Executive Partner for Global AI Innovation, IBM

As foundational LLM model quality improves and powerful agentic protocols emerge, the technical barriers to AI implementation are lowering, shifting internal conversations away from "What's possible?" toward "How do we execute?". In customer service settings, the best solutions center around an obsession over how to capture the benefits of AI automation without sacrificing the very human connection that defines great service. If done wrong, the pursuit of an intelligent solution leads to a profoundly unintelligent outcome. But when done right, customers benefit from the speed and scale of technology in harmony with hyper-personalization and hyper-specialization of knowledge that feels deeply human.

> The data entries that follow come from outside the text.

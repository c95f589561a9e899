use itertools::izip;

use crate::ntt::prime::{GENERATOR, Q, add_mod, inv_mod, mul_mod, pow_mod, sub_mod};

/// Powers of a primitive 2N-th root of unity in bit-reversed order.
pub struct Table {
    n: usize,
    psi_forward_rev: Vec<u64>,
    psi_backward_rev: Vec<u64>,
    n_inv: u64,
}

impl Table {
    pub fn new(n: usize) -> Table {
        assert!(n.is_power_of_two() && n >= 2, "invalid argument: n = {n} is not a power of two >= 2");

        let two_n: u64 = (n as u64) << 1;
        assert!((Q - 1) % two_n == 0, "Q has no {two_n}-th root of unity");

        let psi: u64 = pow_mod(GENERATOR, (Q - 1) / two_n);
        assert_eq!(pow_mod(psi, n as u64), Q - 1, "psi is not a primitive {two_n}-th root");
        let psi_inv: u64 = inv_mod(psi);

        let log_n: u32 = n.trailing_zeros();

        let mut psi_forward_rev: Vec<u64> = vec![0; n];
        let mut psi_backward_rev: Vec<u64> = vec![0; n];

        let mut powers_forward: u64 = 1;
        let mut powers_backward: u64 = 1;

        (0..n).for_each(|i| {
            let i_rev: usize = i.reverse_bits() >> (usize::BITS - log_n);
            psi_forward_rev[i_rev] = powers_forward;
            psi_backward_rev[i_rev] = powers_backward;
            powers_forward = mul_mod(powers_forward, psi);
            powers_backward = mul_mod(powers_backward, psi_inv);
        });

        Self {
            n,
            psi_forward_rev,
            psi_backward_rev,
            n_inv: inv_mod(n as u64),
        }
    }

    /// Cooley-Tukey butterflies, natural order in, bit-reversed order out.
    pub fn forward_inplace(&self, a: &mut [u64]) {
        let n: usize = a.len();
        assert_eq!(n, self.n, "invalid a.len()={} != n={}", n, self.n);

        let mut t: usize = n;
        let mut m: usize = 1;
        while m < n {
            t >>= 1;
            izip!(a.chunks_exact_mut(2 * t), &self.psi_forward_rev[m..2 * m]).for_each(|(a, psi)| {
                let (a, b) = a.split_at_mut(t);
                izip!(a, b).for_each(|(a, b)| {
                    let u: u64 = *a;
                    let v: u64 = mul_mod(*b, *psi);
                    *a = add_mod(u, v);
                    *b = sub_mod(u, v);
                });
            });
            m <<= 1;
        }
    }

    /// Gentleman-Sande butterflies, bit-reversed order in, natural order out.
    /// Includes the multiplication by 1/n.
    pub fn backward_inplace(&self, a: &mut [u64]) {
        let n: usize = a.len();
        assert_eq!(n, self.n, "invalid a.len()={} != n={}", n, self.n);

        let mut t: usize = 1;
        let mut m: usize = n;
        while m > 1 {
            let h: usize = m >> 1;
            izip!(a.chunks_exact_mut(2 * t), &self.psi_backward_rev[h..m]).for_each(|(a, psi)| {
                let (a, b) = a.split_at_mut(t);
                izip!(a, b).for_each(|(a, b)| {
                    let u: u64 = *a;
                    let v: u64 = *b;
                    *a = add_mod(u, v);
                    *b = mul_mod(sub_mod(u, v), *psi);
                });
            });
            t <<= 1;
            m = h;
        }

        a.iter_mut().for_each(|x| *x = mul_mod(*x, self.n_inv));
    }
}
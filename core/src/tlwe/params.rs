use crate::{ConfigurationError, LWEParams, lwe::params::check_noise_bounds};

/// Ring degree, mask size and noise bounds of a TLWE scheme.
#[derive(Clone, Copy, Debug, PartialEq)]
pub struct TLWEParams {
    pub(crate) n: usize,
    pub(crate) k: usize,
    pub(crate) alpha_min: f64,
    pub(crate) alpha_max: f64,
    pub(crate) extracted_lweparams: LWEParams,
}

impl TLWEParams {
    pub fn new(n: usize, k: usize, alpha_min: f64, alpha_max: f64) -> Result<Self, ConfigurationError> {
        if !n.is_power_of_two() || n < 2 {
            return Err(ConfigurationError::RingDegree(n));
        }
        if k < 1 {
            return Err(ConfigurationError::MaskSize(k));
        }
        check_noise_bounds(alpha_min, alpha_max)?;
        Ok(Self {
            n,
            k,
            alpha_min,
            alpha_max,
            extracted_lweparams: LWEParams::new(n * k, alpha_min, alpha_max)?,
        })
    }

    /// Ring degree N.
    pub fn n(&self) -> usize {
        self.n
    }

    /// Number of mask polynomials.
    pub fn k(&self) -> usize {
        self.k
    }

    pub fn alpha_min(&self) -> f64 {
        self.alpha_min
    }

    pub fn alpha_max(&self) -> f64 {
        self.alpha_max
    }

    /// Parameters of the LWE samples extracted from TLWE samples.
    pub fn extracted_lweparams(&self) -> &LWEParams {
        &self.extracted_lweparams
    }
}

We spoke with Raj Kadiyala, Executive Partner for Global AI Innovation at IBM, who argued that the answer lies not in a more complex algorithm, but in a simpler truth most companies overlook. Kadiyala’s perspective is shaped by a career on the front lines of digital transformation, with leadership roles at consulting giants like Accenture and Deloitte and as the founder of his own successful tech consulting firm, Hextura. Now, through initiatives like his "AI Simplified" content channel, he’s on a mission to demystify the technology for everyone from students to executives.

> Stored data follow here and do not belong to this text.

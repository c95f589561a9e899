use tracing::{debug, info};

use backend::{Backend, Module, Torus32, mod_switch_to_torus32};
use sampling::source::Source;

use crate::{
    ConfigurationError, LWEKey, LWEKeySwitchKey, LWESampleArray, Result, TFHEParameters, TLWEKey,
};

/// Anything that carries a [TFHEParameters].
pub trait HasParameters {
    fn params(&self) -> &TFHEParameters;
}

/// Parameters of a secret or cloud key.
pub fn tfhe_parameters<K: HasParameters>(key: &K) -> &TFHEParameters {
    key.params()
}

/// The key-switching half of the bootstrapping key. It takes samples
/// extracted from the TLWE key back to the input LWE key.
#[derive(Clone, Debug, PartialEq)]
pub struct BootstrappingKey {
    pub(crate) ks: LWEKeySwitchKey,
}

impl BootstrappingKey {
    pub fn keyswitch_key(&self) -> &LWEKeySwitchKey {
        &self.ks
    }
}

#[derive(Clone, Debug, PartialEq)]
pub struct SecretKey {
    pub(crate) params: TFHEParameters,
    pub(crate) lwe_key: LWEKey,
    pub(crate) tlwe_key: TLWEKey,
}

impl SecretKey {
    pub fn lwe_key(&self) -> &LWEKey {
        &self.lwe_key
    }

    pub fn tlwe_key(&self) -> &TLWEKey {
        &self.tlwe_key
    }
}

impl HasParameters for SecretKey {
    fn params(&self) -> &TFHEParameters {
        &self.params
    }
}

/// The public evaluation material.
#[derive(Clone, Debug, PartialEq)]
pub struct CloudKey {
    pub(crate) params: TFHEParameters,
    pub(crate) bootstrapping_key: BootstrappingKey,
}

impl CloudKey {
    pub fn bootstrapping_key(&self) -> &BootstrappingKey {
        &self.bootstrapping_key
    }
}

impl HasParameters for CloudKey {
    fn params(&self) -> &TFHEParameters {
        &self.params
    }
}

fn check_module<B: Backend>(module: &Module<B>, params: &TFHEParameters) -> std::result::Result<(), ConfigurationError> {
    if module.transform() != params.transform_type() {
        return Err(ConfigurationError::TransformMismatch {
            module: module.transform(),
            params: params.transform_type(),
        });
    }
    if module.n() != params.tlwe_params().n() {
        return Err(ConfigurationError::DegreeMismatch {
            module: module.n(),
            params: params.tlwe_params().n(),
        });
    }
    Ok(())
}

pub fn generate_keypair<B: Backend>(
    module: &Module<B>,
    source: &mut Source,
    params: TFHEParameters,
) -> Result<(SecretKey, CloudKey)> {
    check_module(module, &params)?;

    info!(
        transform = ?params.transform_type(),
        lwe_n = params.in_out_params().n(),
        ring_degree = params.tlwe_params().n(),
        mask_size = params.tlwe_params().k(),
        "generating key pair"
    );

    let lwe_key: LWEKey = LWEKey::generate(*params.in_out_params(), source);
    let tlwe_key: TLWEKey = TLWEKey::generate(*params.tlwe_params(), source);
    let extracted_key: LWEKey = LWEKey::from_tlwe_key(*params.tlwe_params().extracted_lweparams(), &tlwe_key)?;

    debug!(
        in_n = extracted_key.n(),
        out_n = lwe_key.n(),
        "extracted key ready"
    );

    let ks: LWEKeySwitchKey = LWEKeySwitchKey::generate(
        module,
        extracted_key.n(),
        params.ks_decomp_length(),
        params.ks_log2_base(),
        &extracted_key,
        &lwe_key,
        source,
    )?;

    info!("key pair generated");

    Ok((
        SecretKey {
            params,
            lwe_key,
            tlwe_key,
        },
        CloudKey {
            params,
            bootstrapping_key: BootstrappingKey { ks },
        },
    ))
}

/// A zeroed batch of LWE ciphertexts with the input/output parameters.
pub fn empty_ciphertext(params: &TFHEParameters, shape: &[usize]) -> LWESampleArray {
    LWESampleArray::alloc(*params.in_out_params(), shape)
}

/// Encrypts each bit as +1/8 (true) or -1/8 (false) with noise `alpha_min`.
pub fn encrypt<B: Backend>(module: &Module<B>, source: &mut Source, key: &SecretKey, bits: &[bool]) -> Result<LWESampleArray> {
    let mut res: LWESampleArray = empty_ciphertext(&key.params, &[bits.len()]);
    let mus: Vec<Torus32> = bits.iter()
        .map(|&bit| mod_switch_to_torus32(if bit { 1 } else { -1 }, 8))
        .collect();
    let alpha: f64 = key.params.in_out_params().alpha_min();
    res.encrypt_sk(module, &mus, alpha, &key.lwe_key, source)?;
    Ok(res)
}

pub fn decrypt<B: Backend>(module: &Module<B>, key: &SecretKey, ct: &LWESampleArray) -> Result<Vec<bool>> {
    ct.decrypt(module, &key.lwe_key)
}

#[cfg(test)]
mod tests {
    use backend::{FFT64, NTT, TransformType};

    use crate::{Error, LWEParams, TLWEParams};

    use super::*;

    fn small_params(transform_type: TransformType) -> TFHEParameters {
        TFHEParameters::from_parts(
            transform_type,
            LWEParams::new(64, 1e-6, 1.0 / 64.0).unwrap(),
            TLWEParams::new(128, 1, 1e-8, 1.0 / 64.0).unwrap(),
            6,
            2,
            2,
            10,
        )
        .unwrap()
    }

    #[test]
    fn keypair_shares_parameters() {
        let module: Module<NTT> = Module::<NTT>::new(128);
        let mut source: Source = Source::new([0u8; 32]);
        let params: TFHEParameters = small_params(TransformType::NTT);
        let (sk, ck) = generate_keypair(&module, &mut source, params).unwrap();
        assert_eq!(tfhe_parameters(&sk), tfhe_parameters(&ck));

        let ks: &LWEKeySwitchKey = ck.bootstrapping_key().keyswitch_key();
        assert_eq!(ks.n(), 128);
        assert_eq!(ks.out_params().n(), 64);
        assert_eq!(ks.data().shape(), &[128, 6, 4]);
        assert_eq!(sk.tlwe_key().data().len(), 128);
    }

    #[test]
    fn module_must_match_parameters() {
        let mut source: Source = Source::new([0u8; 32]);
        let params: TFHEParameters = small_params(TransformType::NTT);
        assert_eq!(
            generate_keypair(&Module::<FFT64>::new(128), &mut source, params),
            Err(Error::Configuration(ConfigurationError::TransformMismatch {
                module: TransformType::FFT,
                params: TransformType::NTT,
            }))
        );
        assert!(matches!(
            generate_keypair(&Module::<NTT>::new(64), &mut source, params),
            Err(Error::Configuration(ConfigurationError::DegreeMismatch { .. }))
        ));
    }

    #[test]
    fn encrypt_decrypt_bits() {
        let module: Module<FFT64> = Module::<FFT64>::new(128);
        let mut source: Source = Source::new([1u8; 32]);
        let (sk, _) = generate_keypair(&module, &mut source, small_params(TransformType::FFT)).unwrap();
        let bits: Vec<bool> = (0..64).map(|i| i % 3 == 0).collect();
        let ct: LWESampleArray = encrypt(&module, &mut source, &sk, &bits).unwrap();
        assert_eq!(ct.shape(), &[64]);
        assert_eq!(decrypt(&module, &sk, &ct).unwrap(), bits);

        let empty: LWESampleArray = empty_ciphertext(tfhe_parameters(&sk), &[2, 3]);
        assert_eq!(empty.len(), 6);
        assert_eq!(empty.n(), 64);
    }
}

  • The human component: "I've seen the most customer service implementations fail when the data coming in is not good, hasn't been curated well, and is biased," Kadiyala said. "And surprisingly, the data is still the most human-reliant component."

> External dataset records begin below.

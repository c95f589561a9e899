use backend::{TransformType, UnsupportedTransform};
use thiserror::Error;

/// Invalid parameter sets. Raised at setup, never mid-operation.
#[derive(Debug, Clone, Error, PartialEq)]
pub enum ConfigurationError {
    #[error(transparent)]
    UnsupportedTransform(#[from] UnsupportedTransform),

    #[error("tlwe mask size must be at least 1, got {0}")]
    MaskSize(usize),

    #[error("LWE dimension must be positive")]
    ZeroDimension,

    #[error("invalid noise bounds: alpha_min = {alpha_min}, alpha_max = {alpha_max}")]
    NoiseBounds { alpha_min: f64, alpha_max: f64 },

    #[error("ring degree must be a power of two >= 2, got {0}")]
    RingDegree(usize),

    #[error("decomposition length {length} with log2 base {log2_base} has zero precision")]
    ZeroPrecision { length: usize, log2_base: usize },

    #[error("decomposition length {length} with log2 base {log2_base} exceeds {max_bits} bits")]
    PrecisionOverflow { length: usize, log2_base: usize, max_bits: usize },

    #[error("module implements {module:?} but the parameters ask for {params:?}")]
    TransformMismatch { module: TransformType, params: TransformType },

    #[error("module has ring degree {module} but the parameters ask for {params}")]
    DegreeMismatch { module: usize, params: usize },
}

#[derive(Debug, Clone, Error, PartialEq)]
pub enum Error {
    #[error(transparent)]
    Configuration(#[from] ConfigurationError),

    #[error("shape mismatch: expected {expected:?}, got {actual:?}")]
    ShapeMismatch { expected: Vec<usize>, actual: Vec<usize> },

    #[error("dimension mismatch: expected {expected}, got {actual}")]
    DimensionMismatch { expected: usize, actual: usize },

    #[error("coefficient index {index} out of range for ring degree {n}")]
    IndexOutOfRange { index: usize, n: usize },
}

pub type Result<T> = std::result::Result<T, Error>;

pub(crate) fn check_shape(expected: &[usize], actual: &[usize]) -> Result<()> {
    if expected != actual {
        return Err(Error::ShapeMismatch {
            expected: expected.to_vec(),
            actual: actual.to_vec(),
        });
    }
    Ok(())
}

/// Checks that a flat input of `len` entries matches `count` elements of a batch with `shape`.
pub(crate) fn check_len(shape: &[usize], count: usize, len: usize) -> Result<()> {
    if count != len {
        return Err(Error::ShapeMismatch {
            expected: shape.to_vec(),
            actual: vec![len],
        });
    }
    Ok(())
}

pub(crate) fn check_dim(expected: usize, actual: usize) -> Result<()> {
    if expected != actual {
        return Err(Error::DimensionMismatch { expected, actual });
    }
    Ok(())
}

For Kadiyala, the promise of AI in customer experience rests on three pillars: creating ease of use for the consumer, using data for predictive analytics, and building efficient application workflows. But Kadiyala also identified a trio of hurdles: the technology, the process, and the people that cause AI models to hallucinate, become too opinionated, and drift from their intended purpose. These failures are not just technical glitches; they are expensive business problems.

  • AI's sweet spot: The good news, Kadiyala noted, is that the solution to this data problem lies in AI's current sweet spot. "A lot of AI capabilities today are actually in content and how you curate information from content in terms of process efficiencies, like supply chain or CRM," he said. The process for achieving this is a clear, repeatable lifecycle. "You have your data, you create the data sets, then you curate the data sets and put them into a vector database. Your AI models start pulling information from that. That's the lifecycle," he explained.

  • Engineering empathy: This methodology is often powered by frameworks like RAG systems that help models pull from verified information sources. This technical process is the key to engineering what feels like a human touch. "AI models can be inherently built to show a sense of empathy," Kadiyala said. "You train them using data sets based on a pattern of questions. For instance, with bad hotel reviews, a human responds in a certain way. AI models can do that too, and you can tune them to have that sense of care and recognition."

I would say that agentic AI is going to take on a lot of responsibilities for helping create workplace efficiency.

Raj Kadiyala

Executive Partner for Global AI Innovation, IBM

This opportunity isn't just for large corporations; it extends to what he called "middle tier" smaller companies like law firms or real estate firms who "can't afford the billing rates" associated with enterprise solutions. In any setting, mastering data quality today is the ticket to leveraging the next wave of innovation. By focusing on this foundation, businesses aren't just chasing a futuristic ideal. They are investing in what Kadiyala said is one of the most successful, real-world applications of AI today.

  • Beyond avatars: "The next 18 months will be defined by innovation in agentic AI." This future, he clarified, won't come from a single, all-in-one product. "One thing in the AI ecosystem is that there's not one product or one company that does it all. It's a matter of integrating different products," he said. "You can duplicate humans and create avatars, but that's a different product stream. You actually have how you get the data curated for the content, which is a different product ecosystem."

  • Connective tissue: This integration of specialized, agentic systems is the ultimate payoff. It creates a "connective tissue" that allows high-quality customer service data to break out of its silo and inform other parts of the business, transforming a cost center into a proactive engine for strategic intelligence. "I would say that agentic AI is going to take on a lot of responsibilities for helping create workplace efficiency."